*About this exercise*. Look through the records below and state how many lines carry the string "content", adding nothing.
Segment Start: Working data
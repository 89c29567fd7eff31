//! Stroke dataset loading and batching.
//!
//! Raw sketches arrive in stroke-3 form, `(Δx, Δy, lift)` per step, inside a
//! JSON file with `train`, `valid` and `test` splits. [`StrokesDataset`]
//! filters them by length, normalises offsets and converts them to padded
//! stroke-5 rows:
//! - row 0 is the start token `(0, 0, 1, 0, 0)`
//! - rows `1..=len` hold `(Δx/scale, Δy/scale, 1 - lift, lift, 0)`
//! - the remaining rows are end tokens `(0, 0, 0, 0, 1)`
//!
//! The mask is 1 on the start token, every stroke and the first end token.
//! [`DataLoader`] yields time-major [`StrokeBatch`]es.
//!
//! # Example
//!
//! ```no_run
//! use sketch_rnn_rs::data::{DataLoader, StrokeSplits, StrokesDataset};
//! use candle_core::Device;
//!
//! let splits = StrokeSplits::from_json_file("data/sketch/bicycle.json").unwrap();
//! let train = StrokesDataset::new(&splits.train, 200, 10, None).unwrap();
//! let valid = StrokesDataset::new(&splits.valid, 200, 10, Some(train.scale())).unwrap();
//!
//! for batch in DataLoader::new(&train, 100, Device::Cpu) {
//!     let batch = batch.unwrap();
//!     println!("seq_len: {}, batch: {}", batch.seq_len(), batch.batch_size());
//! }
//! # let _ = valid;
//! ```

use std::path::Path;

use candle_core::{Device, Tensor};
use rand::seq::SliceRandom;
use rand::Rng;
use serde::{Deserialize, Serialize};

use crate::error::{SketchError, SketchResult};

/// One stroke-3 step: `(Δx, Δy, lift)`.
pub type Stroke3 = [f32; 3];

/// Offsets are clamped to this magnitude before normalisation.
pub const MAX_OFFSET: f32 = 1000.0;

/// Start-of-sequence token.
pub const START_TOKEN: [f32; 5] = [0.0, 0.0, 1.0, 0.0, 0.0];

/// End-of-sequence / padding token.
pub const END_TOKEN: [f32; 5] = [0.0, 0.0, 0.0, 0.0, 1.0];

/// Raw splits as stored on disk.
#[derive(Debug, Clone, Default, Serialize, Deserialize)]
pub struct StrokeSplits {
    /// Training sketches
    #[serde(default)]
    pub train: Vec<Vec<Stroke3>>,
    /// Validation sketches
    #[serde(default)]
    pub valid: Vec<Vec<Stroke3>>,
    /// Test sketches
    #[serde(default)]
    pub test: Vec<Vec<Stroke3>>,
}

impl StrokeSplits {
    /// Read splits from a JSON file.
    pub fn from_json_file<P: AsRef<Path>>(path: P) -> SketchResult<Self> {
        let path = path.as_ref();
        let content = std::fs::read_to_string(path).map_err(|e| {
            SketchError::data(format!("failed to read {}: {e}", path.display()))
        })?;
        Ok(serde_json::from_str(&content)?)
    }

    /// Write splits to a JSON file.
    pub fn to_json_file<P: AsRef<Path>>(&self, path: P) -> SketchResult<()> {
        std::fs::write(path, serde_json::to_string(self)?)?;
        Ok(())
    }
}

/// Padded, normalised stroke-5 sequences.
#[derive(Debug, Clone)]
pub struct StrokesDataset {
    /// `[n, seq_len, 5]`, row-major
    data: Vec<f32>,
    /// `[n, seq_len]`, row-major
    mask: Vec<f32>,
    lengths: Vec<usize>,
    seq_len: usize,
    scale: f32,
}

impl StrokesDataset {
    /// Build a dataset from stroke-3 sketches.
    ///
    /// Keeps sketches with `min_seq_length < len <= max_seq_length`. When
    /// `scale` is `None` it is the standard deviation of every kept offset;
    /// pass the training scale when building validation or test sets.
    pub fn new(
        sequences: &[Vec<Stroke3>],
        max_seq_length: usize,
        min_seq_length: usize,
        scale: Option<f32>,
    ) -> SketchResult<Self> {
        let kept: Vec<Vec<Stroke3>> = sequences
            .iter()
            .filter(|s| s.len() > min_seq_length && s.len() <= max_seq_length)
            .map(|s| {
                s.iter()
                    .map(|&[dx, dy, lift]| {
                        [
                            dx.clamp(-MAX_OFFSET, MAX_OFFSET),
                            dy.clamp(-MAX_OFFSET, MAX_OFFSET),
                            lift,
                        ]
                    })
                    .collect()
            })
            .collect();

        if kept.is_empty() {
            return Err(SketchError::data(format!(
                "no sequences with {min_seq_length} < length <= {max_seq_length} (of {})",
                sequences.len()
            )));
        }

        let scale = match scale {
            Some(scale) => scale,
            None => offset_std(&kept),
        };
        if !(scale.is_finite() && scale > 0.0) {
            return Err(SketchError::data(format!(
                "offset scale must be positive, got {scale}"
            )));
        }

        let longest = kept.iter().map(Vec::len).max().unwrap_or(0);
        let seq_len = longest + 2;

        let mut data = Vec::with_capacity(kept.len() * seq_len * 5);
        let mut mask = Vec::with_capacity(kept.len() * seq_len);
        let mut lengths = Vec::with_capacity(kept.len());

        for seq in &kept {
            data.extend_from_slice(&START_TOKEN);
            for &[dx, dy, lift] in seq {
                data.extend_from_slice(&[dx / scale, dy / scale, 1.0 - lift, lift, 0.0]);
            }
            for _ in seq.len() + 1..seq_len {
                data.extend_from_slice(&END_TOKEN);
            }

            mask.extend((0..seq_len).map(|t| if t <= seq.len() + 1 { 1.0 } else { 0.0 }));
            lengths.push(seq.len());
        }

        tracing::debug!(
            kept = kept.len(),
            total = sequences.len(),
            seq_len,
            scale,
            "built strokes dataset"
        );

        Ok(Self {
            data,
            mask,
            lengths,
            seq_len,
            scale,
        })
    }

    /// Number of sketches
    pub fn len(&self) -> usize {
        self.lengths.len()
    }

    /// Whether the dataset is empty
    pub fn is_empty(&self) -> bool {
        self.lengths.is_empty()
    }

    /// Padded length (longest sketch + 2)
    pub fn seq_len(&self) -> usize {
        self.seq_len
    }

    /// Offset normalisation factor
    pub fn scale(&self) -> f32 {
        self.scale
    }

    /// Stroke count of sketch `idx`
    pub fn length(&self, idx: usize) -> Option<usize> {
        self.lengths.get(idx).copied()
    }

    /// Stroke-5 rows of sketch `idx`, including start and padding rows.
    pub fn rows(&self, idx: usize) -> Option<Vec<[f32; 5]>> {
        if idx >= self.len() {
            return None;
        }
        let start = idx * self.seq_len * 5;
        let rows = self.data[start..start + self.seq_len * 5]
            .chunks_exact(5)
            .map(|r| [r[0], r[1], r[2], r[3], r[4]])
            .collect();
        Some(rows)
    }

    /// Sketch `idx` back in stroke-3 form with offsets in original units.
    pub fn stroke3(&self, idx: usize) -> Option<Vec<Stroke3>> {
        self.rows(idx).map(|rows| stroke5_to_stroke3(&rows[1..], self.scale))
    }

    /// Time-major batch `[seq_len, n, 5]` of the given sketches.
    pub fn batch(&self, indices: &[usize], device: &Device) -> SketchResult<StrokeBatch> {
        let n = self.len();
        let mut data = Vec::with_capacity(indices.len() * self.seq_len * 5);
        let mut mask = Vec::with_capacity(indices.len() * self.seq_len);

        for &idx in indices {
            if idx >= n {
                return Err(SketchError::data(format!(
                    "index {idx} out of range for dataset of {n}"
                )));
            }
            let d = idx * self.seq_len * 5;
            data.extend_from_slice(&self.data[d..d + self.seq_len * 5]);
            let m = idx * self.seq_len;
            mask.extend_from_slice(&self.mask[m..m + self.seq_len]);
        }

        let b = indices.len();
        let data = Tensor::from_vec(data, (b, self.seq_len, 5), device)?
            .transpose(0, 1)?
            .contiguous()?;
        let mask = Tensor::from_vec(mask, (b, self.seq_len), device)?
            .t()?
            .contiguous()?;

        StrokeBatch::new(data, mask)
    }
}

/// Pooled population standard deviation of every Δx and Δy.
fn offset_std(sequences: &[Vec<Stroke3>]) -> f32 {
    let values: Vec<f64> = sequences
        .iter()
        .flatten()
        .flat_map(|&[dx, dy, _]| [dx as f64, dy as f64])
        .collect();
    if values.is_empty() {
        return 0.0;
    }
    let n = values.len() as f64;
    let mean = values.iter().sum::<f64>() / n;
    let var = values.iter().map(|v| (v - mean).powi(2)).sum::<f64>() / n;
    var.sqrt() as f32
}

/// Convert stroke-5 rows (without the start token) to stroke-3, stopping at the
/// first end token and multiplying offsets by `scale`.
pub fn stroke5_to_stroke3(rows: &[[f32; 5]], scale: f32) -> Vec<Stroke3> {
    rows.iter()
        .take_while(|r| r[4] < 0.5)
        .map(|r| [r[0] * scale, r[1] * scale, r[3]])
        .collect()
}

/// A time-major batch.
#[derive(Debug, Clone)]
pub struct StrokeBatch {
    /// `[seq_len, batch, 5]`
    pub data: Tensor,
    /// `[seq_len, batch]`
    pub mask: Tensor,
}

impl StrokeBatch {
    /// Check shapes and wrap.
    pub fn new(data: Tensor, mask: Tensor) -> SketchResult<Self> {
        let (seq_len, batch, features) = data.dims3()?;
        if features != 5 {
            return Err(SketchError::shape_mismatch(
                "[T, B, 5]",
                format!("{:?}", data.dims()),
            ));
        }
        if mask.dims() != [seq_len, batch].as_slice() {
            return Err(SketchError::shape_mismatch(
                format!("[{seq_len}, {batch}]"),
                format!("{:?}", mask.dims()),
            ));
        }
        Ok(Self { data, mask })
    }

    /// Number of sequences
    pub fn batch_size(&self) -> usize {
        self.data.dims()[1]
    }

    /// Padded sequence length
    pub fn seq_len(&self) -> usize {
        self.data.dims()[0]
    }
}

/// Iterator over consecutive batches of a [`StrokesDataset`].
///
/// The final batch may be smaller than `batch_size`.
pub struct DataLoader<'a> {
    dataset: &'a StrokesDataset,
    order: Vec<usize>,
    batch_size: usize,
    position: usize,
    device: Device,
}

impl<'a> DataLoader<'a> {
    /// Sequential loader.
    pub fn new(dataset: &'a StrokesDataset, batch_size: usize, device: Device) -> Self {
        Self {
            dataset,
            order: (0..dataset.len()).collect(),
            batch_size: batch_size.max(1),
            position: 0,
            device,
        }
    }

    /// Visit sketches in an order drawn from `rng`.
    pub fn shuffled<R: Rng + ?Sized>(mut self, rng: &mut R) -> Self {
        self.order.shuffle(rng);
        self
    }

    /// Number of batches per pass
    pub fn num_batches(&self) -> usize {
        self.order.len().div_ceil(self.batch_size)
    }
}

impl Iterator for DataLoader<'_> {
    type Item = SketchResult<StrokeBatch>;

    fn next(&mut self) -> Option<Self::Item> {
        if self.position >= self.order.len() {
            return None;
        }
        let end = (self.position + self.batch_size).min(self.order.len());
        let indices = &self.order[self.position..end];
        self.position = end;
        Some(self.dataset.batch(indices, &self.device))
    }
}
Segment End: Working data
*Answer section*. 2